======== Record extracts

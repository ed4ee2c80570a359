use crate::actuator::{ActuatorError, ActuatorOutput, DirectionState};
use crate::config::MotorConfig;
use std::str::FromStr;
use std::sync::Arc;
use tracing::instrument;

pub fn clamp_speed(speed: f64) -> f64 {
    if speed.is_nan() {
        return 0.0;
    }
    speed.clamp(0.0, 100.0)
}

#[derive(Debug, Clone, Copy, PartialEq, Eq)]
pub enum MoveDirection {
    Forward,
    Stop,
}

impl FromStr for MoveDirection {
    type Err = String;

    fn from_str(s: &str) -> Result<Self, Self::Err> {
        match s.to_lowercase().as_str() {
            "forward" => Ok(Self::Forward),
            "stop" => Ok(Self::Stop),
            other => Err(format!(
                "{} is not a supported direction. Use either `forward` or `stop`.",
                other
            )),
        }
    }
}

/// Drives all configured motors together.
pub struct MotionController {
    actuator: Arc<dyn ActuatorOutput>,
    motors: Vec<MotorConfig>,
}

impl MotionController {
    pub fn new(actuator: Arc<dyn ActuatorOutput>, motors: Vec<MotorConfig>) -> Self {
        Self { actuator, motors }
    }

    #[instrument(skip(self))]
    pub fn drive_forward(&self, speed: f64) -> Result<(), ActuatorError> {
        let speed = clamp_speed(speed);
        for motor in &self.motors {
            self.actuator
                .set_direction(motor.pin_pair(), DirectionState::Forward)?;
            self.actuator.set_duty_cycle(motor.pwm_channel, speed)?;
        }
        Ok(())
    }

    #[instrument(skip(self))]
    pub fn stop(&self) -> Result<(), ActuatorError> {
        for motor in &self.motors {
            self.actuator
                .set_direction(motor.pin_pair(), DirectionState::Neutral)?;
            self.actuator.set_duty_cycle(motor.pwm_channel, 0.0)?;
        }
        Ok(())
    }

    pub fn apply(&self, direction: MoveDirection, speed: f64) -> Result<(), ActuatorError> {
        match direction {
            MoveDirection::Forward => self.drive_forward(speed),
            MoveDirection::Stop => self.stop(),
        }
    }
}

#[cfg(test)]
mod tests {
    use super::*;
    use crate::actuator::PinPair;
    use crate::testing::{test_config, RecordingActuator, Write};

    fn controller() -> (Arc<RecordingActuator>, MotionController) {
        let actuator = Arc::new(RecordingActuator::default());
        let motion = MotionController::new(actuator.clone(), test_config().motors);
        (actuator, motion)
    }

    fn duties(actuator: &RecordingActuator) -> Vec<f64> {
        actuator
            .writes()
            .into_iter()
            .filter_map(|write| match write {
                Write::Duty { percent, .. } => Some(percent),
                _ => None,
            })
            .collect()
    }

    #[test]
    fn test_drive_forward_sets_every_motor() {
        let (actuator, motion) = controller();

        motion.drive_forward(50.0).unwrap();

        let writes = actuator.writes();
        assert_eq!(writes.len(), 8);
        assert_eq!(
            writes[0],
            Write::Direction {
                pins: PinPair { a: 5, b: 6 },
                state: DirectionState::Forward
            }
        );
        assert_eq!(writes[1], Write::Duty { channel: 13, percent: 50.0 });
        assert_eq!(duties(&actuator), vec![50.0; 4]);
    }

    #[test]
    fn test_speed_is_clamped_before_writing() {
        let (actuator, motion) = controller();

        motion.drive_forward(150.0).unwrap();
        motion.drive_forward(-10.0).unwrap();

        let written = duties(&actuator);
        assert_eq!(&written[..4], &[100.0; 4]);
        assert_eq!(&written[4..], &[0.0; 4]);
    }

    #[test]
    fn test_stop_neutralises_direction_and_duty() {
        let (actuator, motion) = controller();

        motion.stop().unwrap();
        motion.stop().unwrap();

        let writes = actuator.writes();
        assert_eq!(writes.len(), 16);
        assert!(writes.iter().all(|write| match write {
            Write::Direction { state, .. } => *state == DirectionState::Neutral,
            Write::Duty { percent, .. } => *percent == 0.0,
            _ => false,
        }));
    }

    #[test]
    fn test_actuator_failure_propagates() {
        let actuator = Arc::new(RecordingActuator::failing_channel(13));
        let motion = MotionController::new(actuator, test_config().motors);

        assert_eq!(motion.drive_forward(40.0), Err(ActuatorError::UnknownChannel(13)));
    }

    #[test]
    fn test_parse_direction() {
        assert_eq!("Forward".parse::<MoveDirection>(), Ok(MoveDirection::Forward));
        assert_eq!("stop".parse::<MoveDirection>(), Ok(MoveDirection::Stop));
        assert!("left".parse::<MoveDirection>().is_err());
    }
}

================

**How to complete this task:** A faithful, word-for-word copy of the data is the expected answer.

**Result:**
repository ed4ee2c80570a359
use crate::actuator::{ActuatorError, ActuatorOutput, DirectionState};
use crate::config::MotorConfig;
use std::str::FromStr;
use std::sync::Arc;
use tracing::instrument;

pub fn clamp_speed(speed: f64) -> f64 {
    if speed.is_nan() {
        return 0.0;
    }
    speed.clamp(0.0, 100.0)
}

#[derive(Debug, Clone, Copy, PartialEq, Eq)]
pub enum MoveDirection {
    Forward,
    Stop,
}

impl FromStr for MoveDirection {
    type Err = String;

    fn from_str(s: &str) -> Result<Self, Self::Err> {
        match s.to_lowercase().as_str() {
            "forward" => Ok(Self::Forward),
            "stop" => Ok(Self::Stop),
            other => Err(format!(
                "{} is not a supported direction. Use either `forward` or `stop`.",
                other
            )),
        }
    }
}

/// Drives all configured motors together.
pub struct MotionController {
    actuator: Arc<dyn ActuatorOutput>,
    motors: Vec<MotorConfig>,
}

impl MotionController {
    pub fn new(actuator: Arc<dyn ActuatorOutput>, motors: Vec<MotorConfig>) -> Self {
        Self { actuator, motors }
    }

    #[instrument(skip(self))]
    pub fn drive_forward(&self, speed: f64) -> Result<(), ActuatorError> {
        let speed = clamp_speed(speed);
        for motor in &self.motors {
            self.actuator
                .set_direction(motor.pin_pair(), DirectionState::Forward)?;
            self.actuator.set_duty_cycle(motor.pwm_channel, speed)?;
        }
        Ok(())
    }

    #[instrument(skip(self))]
    pub fn stop(&self) -> Result<(), ActuatorError> {
        for motor in &self.motors {
            self.actuator
                .set_direction(motor.pin_pair(), DirectionState::Neutral)?;
            self.actuator.set_duty_cycle(motor.pwm_channel, 0.0)?;
        }
        Ok(())
    }

    pub fn apply(&self, direction: MoveDirection, speed: f64) -> Result<(), ActuatorError> {
        match direction {
            MoveDirection::Forward => self.drive_forward(speed),
            MoveDirection::Stop => self.stop(),
        }
    }
}

#[cfg(test)]
mod tests {
    use super::*;
    use crate::actuator::PinPair;
    use crate::testing::{test_config, RecordingActuator, Write};

    fn controller() -> (Arc<RecordingActuator>, MotionController) {
        let actuator = Arc::new(RecordingActuator::default());
        let motion = MotionController::new(actuator.clone(), test_config().motors);
        (actuator, motion)
    }

    fn duties(actuator: &RecordingActuator) -> Vec<f64> {
        actuator
            .writes()
            .into_iter()
            .filter_map(|write| match write {
                Write::Duty { percent, .. } => Some(percent),
                _ => None,
            })
            .collect()
    }

    #[test]
    fn test_drive_forward_sets_every_motor() {
        let (actuator, motion) = controller();

        motion.drive_forward(50.0).unwrap();

        let writes = actuator.writes();
        assert_eq!(writes.len(), 8);
        assert_eq!(
            writes[0],
            Write::Direction {
                pins: PinPair { a: 5, b: 6 },
                state: DirectionState::Forward
            }
        );
        assert_eq!(writes[1], Write::Duty { channel: 13, percent: 50.0 });
        assert_eq!(duties(&actuator), vec![50.0; 4]);
    }

    #[test]
    fn test_speed_is_clamped_before_writing() {
        let (actuator, motion) = controller();

        motion.drive_forward(150.0).unwrap();
        motion.drive_forward(-10.0).unwrap();

        let written = duties(&actuator);
        assert_eq!(&written[..4], &[100.0; 4]);
        assert_eq!(&written[4..], &[0.0; 4]);
    }

    #[test]
    fn test_stop_neutralises_direction_and_duty() {
        let (actuator, motion) = controller();

        motion.stop().unwrap();
        motion.stop().unwrap();

        let writes = actuator.writes();
        assert_eq!(writes.len(), 16);
        assert!(writes.iter().all(|write| match write {
            Write::Direction { state, .. } => *state == DirectionState::Neutral,
            Write::Duty { percent, .. } => *percent == 0.0,
            _ => false,
        }));
    }

    #[test]
    fn test_actuator_failure_propagates() {
        let actuator = Arc::new(RecordingActuator::failing_channel(13));
        let motion = MotionController::new(actuator, test_config().motors);

        assert_eq!(motion.drive_forward(40.0), Err(ActuatorError::UnknownChannel(13)));
    }

    #[test]
    fn test_parse_direction() {
        assert_eq!("Forward".parse::<MoveDirection>(), Ok(MoveDirection::Forward));
        assert_eq!("stop".parse::<MoveDirection>(), Ok(MoveDirection::Stop));
        assert!("left".parse::<MoveDirection>().is_err());
    }
}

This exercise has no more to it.